Blob Blame History Raw
From 1a076cf2730d3a1fbb174af6f56c554691f4cdc3 Mon Sep 17 00:00:00 2001
From: Yves Orton <demerphq@gmail.com>
Date: Mon, 19 Feb 2018 13:49:46 +1100
Subject: [PATCH] v5.24.3: fix TRIE_READ_CHAR and DECL_TRIE_TYPE to account for
 non-utf8 target
MIME-Version: 1.0
Content-Type: text/plain; charset=UTF-8
Content-Transfer-Encoding: 8bit

Petr Pisar: Ported to 5.24.0.

Signed-off-by: Petr Písař <ppisar@redhat.com>
---
 regexec.c     | 14 ++++++++++----
 t/re/re_tests |  1 +
 2 files changed, 11 insertions(+), 4 deletions(-)

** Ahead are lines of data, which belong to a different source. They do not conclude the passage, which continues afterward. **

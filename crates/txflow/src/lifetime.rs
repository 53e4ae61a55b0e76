use solana_sdk::hash::Hash;

/// A recent blockhash plus the last block height at which a transaction
/// signed against it can still land.
///
/// Anchors are short-lived. The pipeline fetches a fresh one per transaction
/// and never reuses one across runs: once the ledger advances past
/// `last_valid_block_height`, anything signed against this anchor is
/// permanently unconfirmable.
#[derive(Debug, Clone, Copy, PartialEq, Eq)]
pub struct LifetimeAnchor {
    pub blockhash: Hash,
    pub last_valid_block_height: u64,
}

impl LifetimeAnchor {
    pub fn is_expired_at(&self, block_height: u64) -> bool {
        block_height > self.last_valid_block_height
    }
}

#[cfg(test)]
mod tests {
    use super::*;

    #[test]
    fn test_expiry_boundary() {
        let anchor = LifetimeAnchor {
            blockhash: Hash::new_unique(),
            last_valid_block_height: 100,
        };
        assert!(!anchor.is_expired_at(99));
        assert!(!anchor.is_expired_at(100));
        assert!(anchor.is_expired_at(101));
    }
}
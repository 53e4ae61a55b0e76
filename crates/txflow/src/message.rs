use crate::{
    error::{PipelineError, PipelineResult},
    lifetime::LifetimeAnchor,
};
use solana_sdk::{
    compute_budget::ComputeBudgetInstruction,
    instruction::Instruction,
    message::{v0, VersionedMessage},
    pubkey::Pubkey,
    signature::{Keypair, Signature},
    transaction::VersionedTransaction,
};

/// Compose the versioned (v0) message for one pipeline run. Pure; no I/O.
///
/// Instruction order is fixed: the compute-unit price first, then the
/// caller's instructions in their given order, then (when supplied) the
/// compute-unit limit last. The draft built without a limit and the final
/// message built with one are identical except for that appended
/// instruction, so a simulation of the draft covers exactly the bytes that
/// will be sent.
pub fn assemble_message(
    payer: &Pubkey,
    anchor: &LifetimeAnchor,
    priority_micro_lamports: u64,
    caller_instructions: &[Instruction],
    compute_unit_limit: Option<u32>,
) -> PipelineResult<v0::Message> {
    let mut instructions = Vec::with_capacity(caller_instructions.len() + 2);
    instructions.push(ComputeBudgetInstruction::set_compute_unit_price(
        priority_micro_lamports,
    ));
    instructions.extend_from_slice(caller_instructions);
    if let Some(units) = compute_unit_limit {
        instructions.push(ComputeBudgetInstruction::set_compute_unit_limit(units));
    }

    v0::Message::try_compile(payer, &instructions, &[], anchor.blockhash)
        .map_err(|e| PipelineError::Assembly(format!("message compile failed: {e}")))
}

/// A signed transaction together with the anchor it was signed against.
///
/// Construction runs both structural precondition checks, so a value of this
/// type is always sendable and always carries its anchor's blockhash. Never
/// mutated after signing; discard it once a signature has been extracted.
#[derive(Debug, Clone)]
pub struct SignedTransaction {
    transaction: VersionedTransaction,
    anchor: LifetimeAnchor,
}

/// Sign `message` with the payer's key material.
///
/// Signing is deterministic over the message's canonical serialization:
/// the same message and key always produce byte-identical signatures.
pub fn sign_message(
    message: v0::Message,
    anchor: &LifetimeAnchor,
    payer: &Keypair,
) -> PipelineResult<SignedTransaction> {
    let transaction = VersionedTransaction::try_new(VersionedMessage::V0(message), &[payer])?;
    SignedTransaction::from_parts(transaction, *anchor)
}

impl SignedTransaction {
    /// Wrap an externally signed transaction, enforcing the two structural
    /// preconditions: the message carries the anchor's blockhash, and every
    /// required signer slot holds a real signature. A violation is an
    /// assembly bug, not a transient condition.
    pub fn from_parts(
        transaction: VersionedTransaction,
        anchor: LifetimeAnchor,
    ) -> PipelineResult<Self> {
        let signed = Self {
            transaction,
            anchor,
        };
        signed.check_blockhash_lifetime()?;
        signed.check_sendable()?;
        Ok(signed)
    }

    pub fn transaction(&self) -> &VersionedTransaction {
        &self.transaction
    }

    pub fn anchor(&self) -> &LifetimeAnchor {
        &self.anchor
    }

    /// The transaction's unique signature, its stable identifier for lookup.
    pub fn signature(&self) -> &Signature {
        &self.transaction.signatures[0]
    }

    pub fn check_blockhash_lifetime(&self) -> PipelineResult<()> {
        if *self.transaction.message.recent_blockhash() != self.anchor.blockhash {
            return Err(PipelineError::Assembly(
                "signed message does not carry its lifetime anchor's blockhash".to_string(),
            ));
        }
        Ok(())
    }

    pub fn check_sendable(&self) -> PipelineResult<()> {
        let required = self.transaction.message.header().num_required_signatures as usize;
        if required == 0 || self.transaction.signatures.len() != required {
            return Err(PipelineError::Assembly(format!(
                "expected {} signatures, found {}",
                required,
                self.transaction.signatures.len()
            )));
        }
        if self
            .transaction
            .signatures
            .iter()
            .any(|sig| *sig == Signature::default())
        {
            return Err(PipelineError::Assembly(
                "missing signature for a required signer".to_string(),
            ));
        }
        Ok(())
    }
}

#[cfg(test)]
mod tests {
    use super::*;
    use solana_sdk::{compute_budget, hash::Hash, instruction::AccountMeta, signer::Signer};

    fn test_anchor() -> LifetimeAnchor {
        LifetimeAnchor {
            blockhash: Hash::new_unique(),
            last_valid_block_height: 100,
        }
    }

    fn caller_instruction(payer: &Pubkey, data: &[u8]) -> Instruction {
        Instruction::new_with_bytes(
            Pubkey::new_unique(),
            data,
            vec![AccountMeta::new(*payer, true)],
        )
    }

    fn program_id_of(message: &v0::Message, index: usize) -> Pubkey {
        let compiled = &message.instructions[index];
        message.account_keys[compiled.program_id_index as usize]
    }

    #[test]
    fn test_instruction_order_price_callers_limit() {
        let payer = Pubkey::new_unique();
        let anchor = test_anchor();
        let caller = caller_instruction(&payer, b"increment");

        let message =
            assemble_message(&payer, &anchor, 100_000, &[caller.clone()], Some(12_000)).unwrap();

        assert_eq!(message.instructions.len(), 3);
        assert_eq!(message.recent_blockhash, anchor.blockhash);

        // First: set-compute-unit-price (discriminant 3, u64 micro-lamports).
        assert_eq!(program_id_of(&message, 0), compute_budget::id());
        assert_eq!(message.instructions[0].data[0], 3);
        assert_eq!(
            u64::from_le_bytes(message.instructions[0].data[1..9].try_into().unwrap()),
            100_000
        );

        // Middle: the caller's instruction, untouched.
        assert_eq!(program_id_of(&message, 1), caller.program_id);
        assert_eq!(message.instructions[1].data, caller.data);

        // Last: set-compute-unit-limit (discriminant 2, u32 units).
        assert_eq!(program_id_of(&message, 2), compute_budget::id());
        assert_eq!(message.instructions[2].data[0], 2);
        assert_eq!(
            u32::from_le_bytes(message.instructions[2].data[1..5].try_into().unwrap()),
            12_000
        );
    }

    #[test]
    fn test_draft_and_final_differ_only_by_appended_limit() {
        let payer = Pubkey::new_unique();
        let anchor = test_anchor();
        let callers = vec![
            caller_instruction(&payer, b"one"),
            caller_instruction(&payer, b"two"),
        ];

        let draft = assemble_message(&payer, &anchor, 50, &callers, None).unwrap();
        let fin = assemble_message(&payer, &anchor, 50, &callers, Some(7_500)).unwrap();

        assert_eq!(draft.header, fin.header);
        assert_eq!(draft.account_keys, fin.account_keys);
        assert_eq!(draft.recent_blockhash, fin.recent_blockhash);
        assert_eq!(fin.instructions.len(), draft.instructions.len() + 1);
        assert_eq!(
            &fin.instructions[..draft.instructions.len()],
            &draft.instructions[..]
        );
    }

    #[test]
    fn test_signing_is_deterministic() {
        let payer = Keypair::new();
        let anchor = test_anchor();
        let caller = caller_instruction(&payer.pubkey(), b"x");

        let message =
            assemble_message(&payer.pubkey(), &anchor, 1, &[caller], Some(5_000)).unwrap();

        let first = sign_message(message.clone(), &anchor, &payer).unwrap();
        let second = sign_message(message, &anchor, &payer).unwrap();
        assert_eq!(
            first.transaction().signatures,
            second.transaction().signatures
        );
    }

    #[test]
    fn test_different_anchors_yield_different_signatures() {
        let payer = Keypair::new();
        let caller = caller_instruction(&payer.pubkey(), b"x");

        let first_anchor = test_anchor();
        let second_anchor = test_anchor();
        assert_ne!(first_anchor.blockhash, second_anchor.blockhash);

        let first = sign_message(
            assemble_message(&payer.pubkey(), &first_anchor, 1, &[caller.clone()], None).unwrap(),
            &first_anchor,
            &payer,
        )
        .unwrap();
        let second = sign_message(
            assemble_message(&payer.pubkey(), &second_anchor, 1, &[caller], None).unwrap(),
            &second_anchor,
            &payer,
        )
        .unwrap();

        assert_ne!(first.signature(), second.signature());
    }

    #[test]
    fn test_missing_signature_fails_sendable_check() {
        let payer = Keypair::new();
        let anchor = test_anchor();
        let message = assemble_message(
            &payer.pubkey(),
            &anchor,
            1,
            &[caller_instruction(&payer.pubkey(), b"x")],
            None,
        )
        .unwrap();

        let unsigned = VersionedTransaction {
            signatures: vec![Signature::default()],
            message: VersionedMessage::V0(message),
        };
        let result = SignedTransaction::from_parts(unsigned, anchor);
        assert!(matches!(result, Err(PipelineError::Assembly(_))));
    }

    #[test]
    fn test_mismatched_anchor_fails_lifetime_check() {
        let payer = Keypair::new();
        let anchor = test_anchor();
        let message = assemble_message(
            &payer.pubkey(),
            &anchor,
            1,
            &[caller_instruction(&payer.pubkey(), b"x")],
            None,
        )
        .unwrap();
        let transaction =
            VersionedTransaction::try_new(VersionedMessage::V0(message), &[&payer]).unwrap();

        let other_anchor = test_anchor();
        let result = SignedTransaction::from_parts(transaction, other_anchor);
        assert!(matches!(result, Err(PipelineError::Assembly(_))));
    }
}
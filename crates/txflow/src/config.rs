use solana_sdk::commitment_config::CommitmentConfig;
use std::time::Duration;

/// Configuration for a transaction pipeline.
#[derive(Debug, Clone)]
pub struct PipelineConfig {
    /// Commitment level a transaction must reach to count as confirmed.
    pub commitment: CommitmentConfig,

    /// Priority price in micro-lamports per compute unit, attached to every
    /// transaction ahead of the caller's instructions.
    pub priority_micro_lamports: u64,

    /// Explicit cap on the confirmation wait. The wait also ends when the
    /// lifetime anchor expires; whichever bound is observed first wins.
    pub confirm_timeout: Duration,

    /// How often the driver polls block height to detect anchor expiry.
    pub expiry_poll_interval: Duration,

    /// Whether the ingestion endpoint should skip its preflight simulation.
    /// The pipeline simulates every draft itself before signing, so the
    /// default avoids running the same simulation twice.
    pub skip_preflight: bool,
}

impl Default for PipelineConfig {
    fn default() -> Self {
        Self {
            commitment: CommitmentConfig::confirmed(),
            priority_micro_lamports: 100_000,
            confirm_timeout: Duration::from_secs(90),
            expiry_poll_interval: Duration::from_secs(2),
            skip_preflight: true,
        }
    }
}

#[cfg(test)]
mod tests {
    use super::*;

    #[test]
    fn test_default_config() {
        let config = PipelineConfig::default();
        assert_eq!(config.commitment, CommitmentConfig::confirmed());
        assert_eq!(config.priority_micro_lamports, 100_000);
        assert_eq!(config.confirm_timeout, Duration::from_secs(90));
        assert!(config.skip_preflight);
    }
}
//! Database layer with `SeaORM` entities and repositories.
//!
//! This crate provides:
//! - `SeaORM` entity definitions
//! - Repository implementations of the core persistence traits
//! - Database migrations

pub mod entities;
pub mod migration;
pub mod repositories;

pub use repositories::AttachmentRepository;

use sea_orm::{ConnectOptions, Database, DatabaseConnection, DbErr};

/// Establishes a connection to the database.
///
/// # Errors
///
/// Returns an error if the connection cannot be established.
pub async fn connect(
    database_url: &str,
    max_connections: u32,
    min_connections: u32,
) -> Result<DatabaseConnection, DbErr> {
    let mut options = ConnectOptions::new(database_url);
    options
        .max_connections(max_connections)
        .min_connections(min_connections)
        .sqlx_logging(false);

    Database::connect(options).await
}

diff --git a/regexec.c b/regexec.c
index 3fd12c4..05e148f 100644
--- a/regexec.c
+++ b/regexec.c
@@ -1451,7 +1451,7 @@ Perl_re_intuit_start(pTHX_
 #define DECL_TRIE_TYPE(scan) \
     const enum { trie_plain, trie_utf8, trie_utf8_fold, trie_latin_utf8_fold,       \
                  trie_utf8_exactfa_fold, trie_latin_utf8_exactfa_fold,              \
-                 trie_utf8l, trie_flu8 }                                            \
+                 trie_utf8l, trie_flu8, trie_flu8_latin }                           \
                     trie_type = ((scan->flags == EXACT)                             \
                                  ? (utf8_target ? trie_utf8 : trie_plain)           \
                                  : (scan->flags == EXACTL)                          \
@@ -1461,10 +1461,12 @@ Perl_re_intuit_start(pTHX_
                                          ? trie_utf8_exactfa_fold                   \
                                          : trie_latin_utf8_exactfa_fold)            \
                                       : (scan->flags == EXACTFLU8                   \
-                                         ? trie_flu8                                \
+                                         ? (utf8_target                             \
+                                           ? trie_flu8                              \
+                                           : trie_flu8_latin)                       \
                                          : (utf8_target                             \
                                            ? trie_utf8_fold                         \
-                                           :   trie_latin_utf8_fold)))
+                                           : trie_latin_utf8_fold)))
 
 /* 'uscan' is set to foldbuf, and incremented, so below the end of uscan is
  * 'foldbuf+sizeof(foldbuf)' */
@@ -1475,7 +1477,7 @@ STMT_START {
     switch (trie_type) {                                                            \
     case trie_flu8:                                                                 \
         _CHECK_AND_WARN_PROBLEMATIC_LOCALE;                                         \
-        if (utf8_target && UTF8_IS_ABOVE_LATIN1(*uc)) {                             \
+        if (UTF8_IS_ABOVE_LATIN1(*uc)) {                                            \
             _CHECK_AND_OUTPUT_WIDE_LOCALE_UTF8_MSG(uc, uc_end - uc);                \
         }                                                                           \
         goto do_trie_utf8_fold;                                                     \
@@ -1497,10 +1499,14 @@ STMT_START {
             uscan = foldbuf + skiplen;                                              \
         }                                                                           \
         break;                                                                      \
+    case trie_flu8_latin:                                                           \
+        _CHECK_AND_WARN_PROBLEMATIC_LOCALE;                                         \
+        goto do_trie_latin_utf8_fold;                                               \
     case trie_latin_utf8_exactfa_fold:                                              \
         flags |= FOLD_FLAGS_NOMIX_ASCII;                                            \
         /* FALLTHROUGH */                                                           \
     case trie_latin_utf8_fold:                                                      \
+      do_trie_latin_utf8_fold:                                                      \
         if ( foldlen>0 ) {                                                          \
             uvc = utf8n_to_uvchr( (const U8*) uscan, foldlen, &len, uniflags );     \
             foldlen -= len;                                                         \
diff --git a/t/re/re_tests b/t/re/re_tests
index 7e8522d..ab7ddbb 100644
--- a/t/re/re_tests
+++ b/t/re/re_tests
@@ -1968,6 +1968,7 @@ ab(?#Comment){2}c	abbc	y	$&	abbc
 (?:.||)(?|)000000000@	000000000@	y	$&	000000000@		#  [perl #126405]
 aa$|a(?R)a|a	aaa	y	$&	aaa		# [perl 128420] recursive matches
 (?:\1|a)([bcd])\1(?:(?R)|e)\1	abbaccaddedcb	y	$&	abbaccaddedcb		# [perl 128420] recursive match with backreferences
+(?il)\x{100}|\x{100}|\x{FF}	\xFF	y	$&	\xFF
 
 # Keep these lines at the end of the file
 # vim: softtabstop=0 noexpandtab
-- 
2.14.3